PAD dari Pariwisata Masih Minim

Anggota Komisi II DPRD Berau, Agus Uriansyah. (Dok.Disway Kaltim)

KABUPATEN Berau dikenal sebagai salah satu destinasi unggulan pariwisata di Kalimantan Timur, dengan total 218 titik wisata yang tersebar dari pesisir hingga pedalaman. Namun, potensi besar tersebut dinilai belum tergarap maksimal. Terbukti, hanya empat destinasi yang tercatat menyumbang Pendapatan Asli Daerah (PAD).

Hal ini disampaikan Anggota Komisi II DPRD Berau, Agus Uriansyah, yang menyoroti rendahnya kontribusi sektor pariwisata terhadap PAD daerah. Ia menyebut hanya Pulau Derawan, Maratua, Bidukbiduk, dan Pemandian Air Panas Bapinang yang memberikan pemasukan resmi ke kas daerah.

“Pariwisata ini seharusnya menjadi salah satu penyumbang PAD terbesar. Tapi dari 218 destinasi, hanya empat yang tercatat menyumbang. Ini jelas jadi pekerjaan rumah besar,” ujar Agus, Kamis (12/6/2025).

Ia menilai sektor pariwisata Berau belum dikelola secara optimal, padahal potensinya bisa menjadi pilar baru ekonomi daerah. Terlebih, selama ini perekonomian Berau masih bergantung pada sektor pertambangan yang tidak berkelanjutan.

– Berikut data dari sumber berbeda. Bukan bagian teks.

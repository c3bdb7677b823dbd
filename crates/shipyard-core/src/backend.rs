//! Backend trait and per-backend build configuration.
//!
//! Backends build one artifact kind for one platform and know how to push it.
//! The pipeline only ever talks to them through [`Backend`].

use async_trait::async_trait;
use serde::{Deserialize, Serialize};
use std::collections::BTreeMap;
use std::path::{Path, PathBuf};

use crate::artifact::{ArtifactHandle, BackendKind, PublishedRef, RawArtifact};
use crate::credential::CredentialEntry;
use crate::id::BuildId;
use crate::platform::Platform;
use crate::reference::ImageReference;
use crate::{Error, Result};

/// apko image build.
#[derive(Debug, Clone, PartialEq, Eq, Serialize, Deserialize)]
pub struct ApkoConfig {
    pub name: String,
    /// Path to the apko YAML configuration.
    pub config: PathBuf,
    #[serde(default)]
    pub keyring_append: Vec<String>,
    #[serde(default)]
    pub repository_append: Vec<String>,
    #[serde(default)]
    pub package_append: Vec<String>,
    pub cache_dir: Option<PathBuf>,
}

impl ApkoConfig {
    pub fn new(config: impl Into<PathBuf>) -> Self {
        let config = config.into();
        Self {
            name: name_from_path(&config),
            config,
            keyring_append: Vec::new(),
            repository_append: Vec::new(),
            package_append: Vec::new(),
            cache_dir: None,
        }
    }
}

/// melange package build.
#[derive(Debug, Clone, PartialEq, Eq, Serialize, Deserialize)]
pub struct MelangeConfig {
    pub name: String,
    /// Path to the melange YAML configuration.
    pub config: PathBuf,
    pub source_dir: Option<PathBuf>,
    pub signing_key: Option<PathBuf>,
    #[serde(default)]
    pub keyring_append: Vec<String>,
    #[serde(default)]
    pub repository_append: Vec<String>,
    /// Run `melange bump` to this version before building.
    pub version: Option<String>,
}

impl MelangeConfig {
    pub fn new(config: impl Into<PathBuf>) -> Self {
        let config = config.into();
        Self {
            name: name_from_path(&config),
            config,
            source_dir: None,
            signing_key: None,
            keyring_append: Vec::new(),
            repository_append: Vec::new(),
            version: None,
        }
    }
}

/// Dockerfile build through the Docker Engine.
#[derive(Debug, Clone, PartialEq, Eq, Serialize, Deserialize)]
pub struct DockerConfig {
    pub name: String,
    /// Build context directory.
    pub context: PathBuf,
    /// Dockerfile path relative to the context. Defaults to `Dockerfile`.
    pub dockerfile: Option<String>,
    #[serde(default)]
    pub build_args: BTreeMap<String, String>,
    #[serde(default)]
    pub labels: BTreeMap<String, String>,
    /// Multi-stage target.
    pub target: Option<String>,
    #[serde(default)]
    pub no_cache: bool,
}

impl DockerConfig {
    pub fn new(context: impl Into<PathBuf>) -> Self {
        let context = context.into();
        Self {
            name: name_from_path(&context),
            context,
            dockerfile: None,
            build_args: BTreeMap::new(),
            labels: BTreeMap::new(),
            target: None,
            no_cache: false,
        }
    }

    pub fn dockerfile(&self) -> &str {
        self.dockerfile.as_deref().unwrap_or("Dockerfile")
    }
}

/// Helm chart package.
#[derive(Debug, Clone, PartialEq, Eq, Serialize, Deserialize)]
pub struct HelmConfig {
    pub name: String,
    /// Chart directory.
    pub chart: PathBuf,
    pub version: Option<String>,
    pub app_version: Option<String>,
    #[serde(default)]
    pub dependency_update: bool,
}

impl HelmConfig {
    pub fn new(chart: impl Into<PathBuf>) -> Self {
        let chart = chart.into();
        Self {
            name: name_from_path(&chart),
            chart,
            version: None,
            app_version: None,
            dependency_update: false,
        }
    }
}

fn name_from_path(path: &Path) -> String {
    path.file_stem()
        .and_then(|s| s.to_str())
        .filter(|s| !s.is_empty() && *s != ".")
        .map(|s| s.to_lowercase())
        .unwrap_or_else(|| "artifact".to_string())
}

/// Build configuration for one of the supported backends.
#[derive(Debug, Clone, PartialEq, Eq, Serialize, Deserialize)]
#[serde(tag = "kind", rename_all = "lowercase")]
pub enum BackendConfig {
    Apko(ApkoConfig),
    Melange(MelangeConfig),
    Docker(DockerConfig),
    Helm(HelmConfig),
}

impl BackendConfig {
    pub fn kind(&self) -> BackendKind {
        match self {
            BackendConfig::Apko(_) => BackendKind::Apko,
            BackendConfig::Melange(_) => BackendKind::Melange,
            BackendConfig::Docker(_) => BackendKind::Docker,
            BackendConfig::Helm(_) => BackendKind::Helm,
        }
    }

    /// Artifact name, used for local references.
    pub fn name(&self) -> &str {
        match self {
            BackendConfig::Apko(c) => &c.name,
            BackendConfig::Melange(c) => &c.name,
            BackendConfig::Docker(c) => &c.name,
            BackendConfig::Helm(c) => &c.name,
        }
    }

    /// Local, platform-independent reference for a build.
    pub fn local_reference(&self, id: BuildId) -> String {
        format!("{}:{}", self.name(), id.short())
    }

    /// Error for a backend handed a configuration of another kind.
    pub fn mismatch(&self, expected: BackendKind) -> Error {
        Error::Config(format!(
            "{} backend cannot build a {} configuration",
            expected,
            self.kind()
        ))
    }
}

/// What a backend must provide to take part in a pipeline.
#[async_trait]
pub trait Backend: Send + Sync {
    fn kind(&self) -> BackendKind;

    /// True when the artifact does not depend on the target platform
    /// (charts). The pipeline then builds once, for the primary platform.
    fn platform_independent(&self) -> bool {
        false
    }

    /// Called once per build, before any platform is built. The returned
    /// configuration is what every platform build receives, so a backend can
    /// stage private inputs here instead of touching shared ones.
    async fn prepare(&self, _id: BuildId, config: &BackendConfig) -> Result<BackendConfig> {
        Ok(config.clone())
    }

    /// Build `config` for `platform`.
    async fn build(
        &self,
        id: BuildId,
        config: &BackendConfig,
        platform: &Platform,
    ) -> Result<RawArtifact>;

    /// Authenticate against a registry before pushing to it.
    async fn login(&self, credentials: &CredentialEntry) -> Result<()>;

    /// Push every platform of `artifact` under `target`.
    async fn push(
        &self,
        artifact: &ArtifactHandle,
        target: &ImageReference,
        credentials: Option<&CredentialEntry>,
    ) -> Result<PublishedRef>;

    /// Point `target` at the already-published digest.
    async fn alias(
        &self,
        published: &PublishedRef,
        target: &ImageReference,
        credentials: Option<&CredentialEntry>,
    ) -> Result<()>;
}

#[cfg(test)]
mod tests {
    use super::*;

    #[test]
    fn test_names_from_paths() {
        assert_eq!(ApkoConfig::new("images/base.yaml").name, "base");
        assert_eq!(MelangeConfig::new("pkgs/Hello.yaml").name, "hello");
        assert_eq!(HelmConfig::new("charts/web").name, "web");
        assert_eq!(DockerConfig::new(".").name, "artifact");
    }

    #[test]
    fn test_kind_and_local_reference() {
        let config = BackendConfig::Docker(DockerConfig::new("app"));
        assert_eq!(config.kind(), BackendKind::Docker);
        assert_eq!(config.name(), "app");

        let id = BuildId::new();
        assert_eq!(config.local_reference(id), format!("app:{}", id.short()));
    }

    #[test]
    fn test_mismatch_is_config_error() {
        let config = BackendConfig::Helm(HelmConfig::new("charts/web"));
        let err = config.mismatch(BackendKind::Apko);
        assert!(matches!(err, Error::Config(ref m) if m.contains("apko backend cannot build a helm")));
    }

    #[test]
    fn test_config_serde_tagged_by_kind() {
        let config = BackendConfig::Apko(ApkoConfig::new("apko.yaml"));
        let json = serde_json::to_value(&config).unwrap();
        assert_eq!(json["kind"], "apko");
        assert_eq!(json["config"], "apko.yaml");

        let docker: DockerConfig = DockerConfig::new("ctx");
        assert_eq!(docker.dockerfile(), "Dockerfile");
    }
}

“Sektor tambang itu pasti ada batasnya. Sementara pariwisata, kalau dikelola dengan baik, bisa terus berkembang dan menghasilkan,” tegasnya.

Menurut Agus, hambatan utama terletak pada minimnya kualitas sumber daya manusia (SDM) di bidang kepariwisataan. Ia mendorong pemerintah untuk memperluas pelatihan melalui Balai Latihan Kerja (BLK), terutama di wilayah sekitar destinasi.

“Pelatihan sangat penting agar masyarakat bisa ikut serta mengelola dan mengembangkan pariwisata. Jangan sampai potensi hanya dinikmati segelintir pihak,” jelasnya.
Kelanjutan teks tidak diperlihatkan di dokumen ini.